Task description: Your answer should consist of the lines in the listing that hold "acquire".

Extracted information:
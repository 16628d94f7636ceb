//! One frame thread: a worker, its private codec context, a one-packet
//! mailbox and the queue of frames produced from that packet.
//!
//! Locking: `SlotShared::inner` is held by the worker for the whole time it
//! decodes and by the scheduler while it hands over a packet. The progress
//! lock nests inside it and is never held while waiting for `inner`.

use std::any::Any;
use std::collections::VecDeque;
use std::panic::{self, AssertUnwindSafe};
use std::sync::Arc;
use std::thread::JoinHandle;

use parking_lot::{Condvar, Mutex};

use crate::accel::{AccelBinding, AccelState, AsyncLock};
use crate::buffer::BufferPool;
use crate::codec::{Codec, CodecContext, PacketSource};
use crate::decode::{self, UserFields};
use crate::error::{Error, Received, Result};
use crate::frame::Frame;
use crate::packet::Packet;
use crate::stream::StreamParams;

#[derive(Debug, Clone, Copy, PartialEq, Eq)]
pub enum SlotState {
    /// Idle, accepts a packet.
    Ready,
    /// Decoding; the state the next thread copies is still changing.
    SettingUp,
    /// Still decoding, but the state for the next thread is final.
    StateFinalized,
}

/// How a thread's last decode call ended.
#[derive(Debug)]
pub(crate) enum Outcome {
    Ok,
    Eof,
    Failed(Error),
}

/// Snapshot taken when a thread finishes setup; what the next thread
/// copies forward.
pub(crate) struct Published<C: Codec> {
    pub params: StreamParams,
    pub forward: C::Forward,
    pub accel: Option<AccelState>,
    pub pool: Option<BufferPool>,
}

impl<C: Codec> Clone for Published<C> {
    fn clone(&self) -> Self {
        Self {
            params: self.params.clone(),
            forward: self.forward.clone(),
            accel: self.accel.clone(),
            pool: self.pool.clone(),
        }
    }
}

struct ProgressState<C: Codec> {
    state: SlotState,
    frames: VecDeque<Frame>,
    result: Outcome,
    published: Option<Published<C>>,
}

pub(crate) struct Progress<C: Codec> {
    index: usize,
    state: Mutex<ProgressState<C>>,
    /// Signalled on every state change.
    progress_cond: Condvar,
    /// Signalled when the thread is back to `Ready`.
    output_cond: Condvar,
    async_lock: Arc<AsyncLock>,
}

impl<C: Codec> Progress<C> {
    fn state(&self) -> SlotState {
        self.state.lock().state
    }

    pub(crate) fn finish_setup(&self, ctx: &mut CodecContext<C>) {
        ctx.accel.acquire();
        if !ctx.accel.is_async_safe() && !ctx.async_serializing {
            ctx.async_serializing = true;
            self.async_lock.lock();
        }

        let published = take_snapshot(ctx);
        let mut st = self.state.lock();
        if st.state == SlotState::StateFinalized {
            log::warn!("multiple finish_setup calls on frame thread {}", self.index);
        }
        st.state = SlotState::StateFinalized;
        st.published = Some(published);
        self.progress_cond.notify_all();
    }

    /// Finalizes without publishing anything, after setup blew up.
    fn abandon_setup(&self) {
        let mut st = self.state.lock();
        if st.state == SlotState::SettingUp {
            st.state = SlotState::StateFinalized;
            st.published = None;
            self.progress_cond.notify_all();
        }
    }

    fn wait_setup_done(&self) -> Option<Published<C>> {
        let mut st = self.state.lock();
        while st.state == SlotState::SettingUp {
            self.progress_cond.wait(&mut st);
        }
        st.published.clone()
    }

    fn wait_ready(&self) {
        let mut st = self.state.lock();
        while st.state != SlotState::Ready {
            self.output_cond.wait(&mut st);
        }
    }

    fn complete(&self, frames: Vec<Frame>, result: Outcome) {
        let mut st = self.state.lock();
        st.frames.extend(frames);
        st.result = result;
        st.state = SlotState::Ready;
        self.progress_cond.notify_all();
        self.output_cond.notify_all();
    }
}

struct SlotInner<C: Codec> {
    ctx: CodecContext<C>,
    mailbox: Packet,
    die: bool,
}

struct SlotShared<C: Codec> {
    inner: Mutex<SlotInner<C>>,
    input_cond: Condvar,
    progress: Arc<Progress<C>>,
}

pub(crate) struct Slot<C: Codec> {
    index: usize,
    shared: Arc<SlotShared<C>>,
    thread: Option<JoinHandle<()>>,
}

impl<C: Codec> Slot<C> {
    pub fn spawn(index: usize, mut ctx: CodecContext<C>, async_lock: Arc<AsyncLock>) -> Result<Self> {
        let progress = Arc::new(Progress {
            index,
            state: Mutex::new(ProgressState {
                state: SlotState::Ready,
                frames: VecDeque::new(),
                result: Outcome::Ok,
                published: None,
            }),
            progress_cond: Condvar::new(),
            output_cond: Condvar::new(),
            async_lock,
        });
        ctx.thread = Some(Arc::clone(&progress));
        let shared = Arc::new(SlotShared {
            inner: Mutex::new(SlotInner {
                ctx,
                mailbox: Packet::default(),
                die: false,
            }),
            input_cond: Condvar::new(),
            progress,
        });

        let worker = Arc::clone(&shared);
        let thread = std::thread::Builder::new()
            .name(format!("frame-thread-{}", index))
            .spawn(move || worker_loop(worker))
            .map_err(|e| {
                Error::ResourceExhausted(format!("failed to spawn frame thread {}: {}", index, e))
            })?;

        Ok(Self {
            index,
            shared,
            thread: Some(thread),
        })
    }

    pub fn state(&self) -> SlotState {
        self.shared.progress.state()
    }

    /// Hands `pkt` to the worker. An empty packet starts draining. Before the
    /// hand-over the state published by `prev` is copied in, waiting for
    /// `prev` to finish setup first.
    pub fn submit(&self, pkt: Packet, user: &UserFields, prev: Option<&Slot<C>>) -> Result<()> {
        // the worker holds `inner` while decoding, so check before locking
        self.ensure_ready()?;
        let mut inner = self.shared.inner.lock();
        self.ensure_ready()?;
        if pkt.is_empty() {
            inner.ctx.internal.draining = true;
        }
        inner.mailbox = pkt;
        inner.ctx.user = user.clone();

        if let Some(prev) = prev {
            let published = prev.shared.progress.wait_setup_done();
            // codecs without delay return eof from here on anyway
            let delay = inner.ctx.caps().delay;
            if !inner.ctx.internal.draining || delay {
                if let Some(published) = published {
                    update_context_from_thread(&mut inner.ctx, &published)?;
                }
            }
        }

        self.shared.progress.state.lock().state = SlotState::SettingUp;
        self.shared.input_cond.notify_one();
        Ok(())
    }

    fn ensure_ready(&self) -> Result<()> {
        if self.state() != SlotState::Ready {
            return Err(Error::ContractViolation(format!(
                "packet submitted to busy frame thread {}",
                self.index
            )));
        }
        Ok(())
    }

    pub fn wait_ready(&self) {
        self.shared.progress.wait_ready();
    }

    /// Takes the frames and result of the last decode. Only meaningful once
    /// the thread is `Ready`.
    pub fn collect(&self) -> (VecDeque<Frame>, Outcome) {
        let mut st = self.shared.progress.state.lock();
        let frames = std::mem::take(&mut st.frames);
        let result = std::mem::replace(&mut st.result, Outcome::Ok);
        (frames, result)
    }

    /// Snapshot of the context as it is now, not as it was at finalize.
    pub fn snapshot(&self) -> Published<C> {
        self.with_ctx(|ctx| take_snapshot(ctx))
    }

    /// Runs `f` on the codec context. Blocks while the worker is decoding.
    pub fn with_ctx<R>(&self, f: impl FnOnce(&mut CodecContext<C>) -> R) -> R {
        let mut inner = self.shared.inner.lock();
        f(&mut inner.ctx)
    }

    /// Drops queued output and decode progress, then flushes the codec.
    pub fn reset(&self) {
        {
            let mut st = self.shared.progress.state.lock();
            st.frames.clear();
            st.result = Outcome::Ok;
        }
        let mut inner = self.shared.inner.lock();
        inner.mailbox = Packet::default();
        let ctx = &mut inner.ctx;
        ctx.internal.reset();
        let codec = Arc::clone(ctx.codec());
        codec.flush(ctx);
    }

    /// Wakes the idle worker with `die` set and joins it.
    pub fn stop(&mut self) -> Result<()> {
        {
            let mut inner = self.shared.inner.lock();
            inner.die = true;
            self.shared.input_cond.notify_one();
        }
        if let Some(handle) = self.thread.take() {
            handle.join().map_err(|payload| {
                Error::Join(format!(
                    "frame thread {} panicked: {}",
                    self.index,
                    panic_message(payload.as_ref())
                ))
            })?;
        }
        Ok(())
    }
}

fn take_snapshot<C: Codec>(ctx: &CodecContext<C>) -> Published<C> {
    Published {
        params: ctx.params.clone(),
        forward: ctx.codec().export_forward(&ctx.priv_data),
        accel: ctx.accel.forward(),
        pool: ctx.pool.clone(),
    }
}

/// Copies the causally relevant state of an earlier thread into `dst`.
pub(crate) fn update_context_from_thread<C: Codec>(
    dst: &mut CodecContext<C>,
    src: &Published<C>,
) -> Result<()> {
    let codec = Arc::clone(dst.codec());
    if codec.caps().update_thread_context {
        dst.params.copy_forward(&src.params);
        if src.pool.is_some() {
            dst.pool = src.pool.clone();
        }
        codec.update_thread_context(dst, &src.forward)?;
    }
    if let Some(accel) = &src.accel {
        dst.accel = AccelBinding::Private(accel.clone());
    }
    Ok(())
}

struct Mailbox<'a>(&'a mut Packet);

impl PacketSource for Mailbox<'_> {
    fn get_packet(&mut self) -> Result<Received<Packet>> {
        if self.0.is_empty() {
            Ok(Received::NeedInput)
        } else {
            Ok(Received::Unit(self.0.move_ref()))
        }
    }
}

fn worker_loop<C: Codec>(shared: Arc<SlotShared<C>>) {
    let progress = Arc::clone(&shared.progress);
    log::debug!("frame thread {} started", progress.index);

    let mut inner = shared.inner.lock();
    loop {
        while progress.state() == SlotState::Ready && !inner.die {
            shared.input_cond.wait(&mut inner);
        }
        if inner.die {
            break;
        }

        let SlotInner { ctx, mailbox, .. } = &mut *inner;
        let step = panic::catch_unwind(AssertUnwindSafe(|| {
            if !ctx.caps().update_thread_context {
                progress.finish_setup(ctx);
            }
            // a thread-unsafe accelerator stays locked for the whole decode
            ctx.accel.acquire();

            let decoded = decode_packet(ctx, mailbox);

            if progress.state() == SlotState::SettingUp {
                progress.finish_setup(ctx);
            }
            decoded
        }));
        let (frames, result) = match step {
            Ok(decoded) => decoded,
            Err(payload) => {
                let msg = panic_message(payload.as_ref());
                log::error!(
                    "codec {} panicked on frame thread {}: {}",
                    ctx.codec().name(),
                    progress.index,
                    msg
                );
                // nothing to publish, the next thread keeps its own state
                progress.abandon_setup();
                (
                    Vec::new(),
                    Outcome::Failed(Error::InvariantBroken(format!("frame thread panicked: {}", msg))),
                )
            }
        };
        ctx.accel.release();
        if ctx.async_serializing {
            ctx.async_serializing = false;
            progress.async_lock.unlock();
        }
        progress.complete(frames, result);
    }

    log::debug!("frame thread {} exiting", progress.index);
}

/// Pulls frames out of the context until it wants another packet.
fn decode_packet<C: Codec>(ctx: &mut CodecContext<C>, mailbox: &mut Packet) -> (Vec<Frame>, Outcome) {
    let mut frames = Vec::new();
    let mut source = Mailbox(mailbox);
    loop {
        let step = panic::catch_unwind(AssertUnwindSafe(|| {
            decode::receive_frame_internal(ctx, &mut source)
        }));
        match step {
            Ok(Ok(Received::Unit(frame))) => frames.push(frame),
            Ok(Ok(Received::NeedInput)) => return (frames, Outcome::Ok),
            Ok(Ok(Received::Eof)) => return (frames, Outcome::Eof),
            Ok(Err(e)) => return (frames, Outcome::Failed(e)),
            Err(payload) => {
                let msg = panic_message(payload.as_ref());
                log::error!("codec {} panicked while decoding: {}", ctx.codec().name(), msg);
                return (
                    frames,
                    Outcome::Failed(Error::InvariantBroken(format!("decode panicked: {}", msg))),
                );
            }
        }
    }
}

fn panic_message(payload: &(dyn Any + Send)) -> String {
    if let Some(s) = payload.downcast_ref::<&str>() {
        s.to_string()
    } else if let Some(s) = payload.downcast_ref::<String>() {
        s.clone()
    } else {
        "unknown panic".to_string()
    }
}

Solution:
        ctx.accel.acquire();
            ctx.accel.acquire();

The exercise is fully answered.